Data for review:
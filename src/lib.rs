//! # FixPay - Account Service Library
//!
//! This is a facade crate that re-exports all public APIs from the account service components.
//! Use this crate to get access to all account functionality in one place.
//!
//! ## Usage
//!
//! Add to your `Cargo.toml`:
//! ```toml
//! [dependencies]
//! fixpay = { path = "../fixpay" }
//! ```
//!
//! ## Structure
//!
//! - **Core domain types**: `Email`, `Password`, `Account`, etc.
//! - **Repository traits**: `AccountStore`, `RevokedTokenStore`
//! - **Use cases**: `RegisterUseCase`, `LoginUseCase`, etc.
//! - **Adapters**: `PostgresAccountStore`, `RedisRevokedTokenStore`, `PostmarkEmailClient`, etc.
//! - **Service**: `AccountService` - The main entry point for the account service

// ============================================================================
// Core Domain Types
// ============================================================================

/// Core domain types and value objects
pub mod core {
    pub use fixpay_core::*;
}

// Re-export most commonly used core types at the root level
pub use fixpay_core::{
    Account, AccountId, AccountProjection, Email, NewAccount, OtpChallenge, OtpCode, Password,
    ProfilePatch,
};

// ============================================================================
// Repository Traits (Ports)
// ============================================================================

/// Repository trait definitions
pub mod repositories {
    pub use fixpay_core::{
        AccountStore, AccountStoreError, RevokedTokenStore, RevokedTokenStoreError,
    };
}

// Re-export repository traits at root level
pub use core::{
    AccountStore, AccountStoreError, CredentialHasher, EmailClient, Notifier, ObjectStorage,
    RevokedTokenStore, RevokedTokenStoreError,
};

// ============================================================================
// Use Cases (Application Layer)
// ============================================================================

/// Application use cases
pub mod use_cases {
    pub use fixpay_application::*;
}

// Re-export use cases at root level
pub use fixpay_application::{
    ConfirmEmailUseCase, DeleteAccountUseCase, ForgotPasswordUseCase, LoginUseCase, LogoutUseCase,
    RegisterUseCase, ResendConfirmationUseCase, ResetPasswordUseCase, RestoreAccountUseCase,
    UpdateProfileUseCase, UploadAvatarUseCase,
};

// ============================================================================
// Adapters (Infrastructure)
// ============================================================================

/// Infrastructure adapters
pub mod adapters {
    /// HTTP envelope, state and route handlers
    pub mod http {
        pub use fixpay_adapters::http::*;
    }

    /// Persistence implementations
    pub mod persistence {
        pub use fixpay_adapters::persistence::*;
    }

    /// Email client implementations
    pub mod email {
        pub use fixpay_adapters::email::*;
    }

    /// OTP email delivery channel
    pub mod notifier {
        pub use fixpay_adapters::notifier::*;
    }

    /// Session token utilities
    pub mod auth {
        pub use fixpay_adapters::auth::*;
    }

    /// Credential hashing
    pub mod crypto {
        pub use fixpay_adapters::crypto::*;
    }

    /// Uploaded file storage
    pub mod storage {
        pub use fixpay_adapters::storage::*;
    }

    /// Configuration
    pub mod config {
        pub use fixpay_adapters::config::*;
    }
}

// Re-export commonly used adapters at root level
pub use fixpay_adapters::{
    crypto::Argon2Hasher,
    email::{MockEmailClient, PostmarkEmailClient},
    persistence::{
        InMemoryAccountStore, InMemoryRevokedTokenStore, PostgresAccountStore,
        RedisRevokedTokenStore,
    },
    storage::LocalObjectStorage,
};

// ============================================================================
// Account Service (Main Entry Point)
// ============================================================================

/// Main account service
pub use fixpay_service::AccountService;

// ============================================================================
// Re-export common external dependencies
// ============================================================================

/// Re-export async-trait for implementing repository traits
pub use async_trait::async_trait;

/// Re-export secrecy for working with secrets
pub use secrecy::{ExposeSecret, Secret};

Work item: After reading the listing, write out every line of it exactly.

Answer below:
filename src/lib.rs
//! # FixPay - Account Service Library
//!
//! This is a facade crate that re-exports all public APIs from the account service components.
//! Use this crate to get access to all account functionality in one place.
//!
//! ## Usage
//!
//! Add to your `Cargo.toml`:
//! ```toml
//! [dependencies]
//! fixpay = { path = "../fixpay" }
//! ```
//!
//! ## Structure
//!
//! - **Core domain types**: `Email`, `Password`, `Account`, etc.
//! - **Repository traits**: `AccountStore`, `RevokedTokenStore`
//! - **Use cases**: `RegisterUseCase`, `LoginUseCase`, etc.
//! - **Adapters**: `PostgresAccountStore`, `RedisRevokedTokenStore`, `PostmarkEmailClient`, etc.
//! - **Service**: `AccountService` - The main entry point for the account service

// ============================================================================
// Core Domain Types
// ============================================================================

/// Core domain types and value objects
pub mod core {
    pub use fixpay_core::*;
}

// Re-export most commonly used core types at the root level
pub use fixpay_core::{
    Account, AccountId, AccountProjection, Email, NewAccount, OtpChallenge, OtpCode, Password,
    ProfilePatch,
};

// ============================================================================
// Repository Traits (Ports)
// ============================================================================

/// Repository trait definitions
pub mod repositories {
    pub use fixpay_core::{
        AccountStore, AccountStoreError, RevokedTokenStore, RevokedTokenStoreError,
    };
}

// Re-export repository traits at root level
pub use core::{
    AccountStore, AccountStoreError, CredentialHasher, EmailClient, Notifier, ObjectStorage,
    RevokedTokenStore, RevokedTokenStoreError,
};

// ============================================================================
// Use Cases (Application Layer)
// ============================================================================

/// Application use cases
pub mod use_cases {
    pub use fixpay_application::*;
}

// Re-export use cases at root level
pub use fixpay_application::{
    ConfirmEmailUseCase, DeleteAccountUseCase, ForgotPasswordUseCase, LoginUseCase, LogoutUseCase,
    RegisterUseCase, ResendConfirmationUseCase, ResetPasswordUseCase, RestoreAccountUseCase,
    UpdateProfileUseCase, UploadAvatarUseCase,
};

// ============================================================================
// Adapters (Infrastructure)
// ============================================================================

/// Infrastructure adapters
pub mod adapters {
    /// HTTP envelope, state and route handlers
    pub mod http {
        pub use fixpay_adapters::http::*;
    }

    /// Persistence implementations
    pub mod persistence {
        pub use fixpay_adapters::persistence::*;
    }

    /// Email client implementations
    pub mod email {
        pub use fixpay_adapters::email::*;
    }

    /// OTP email delivery channel
    pub mod notifier {
        pub use fixpay_adapters::notifier::*;
    }

    /// Session token utilities
    pub mod auth {
        pub use fixpay_adapters::auth::*;
    }

    /// Credential hashing
    pub mod crypto {
        pub use fixpay_adapters::crypto::*;
    }

    /// Uploaded file storage
    pub mod storage {
        pub use fixpay_adapters::storage::*;
    }

    /// Configuration
    pub mod config {
        pub use fixpay_adapters::config::*;
    }
}

// Re-export commonly used adapters at root level
pub use fixpay_adapters::{
    crypto::Argon2Hasher,
    email::{MockEmailClient, PostmarkEmailClient},
    persistence::{
        InMemoryAccountStore, InMemoryRevokedTokenStore, PostgresAccountStore,
        RedisRevokedTokenStore,
    },
    storage::LocalObjectStorage,
};

// ============================================================================
// Account Service (Main Entry Point)
// ============================================================================

/// Main account service
pub use fixpay_service::AccountService;

// ============================================================================
// Re-export common external dependencies
// ============================================================================

/// Re-export async-trait for implementing repository traits
pub use async_trait::async_trait;

/// Re-export secrecy for working with secrets
pub use secrecy::{ExposeSecret, Secret};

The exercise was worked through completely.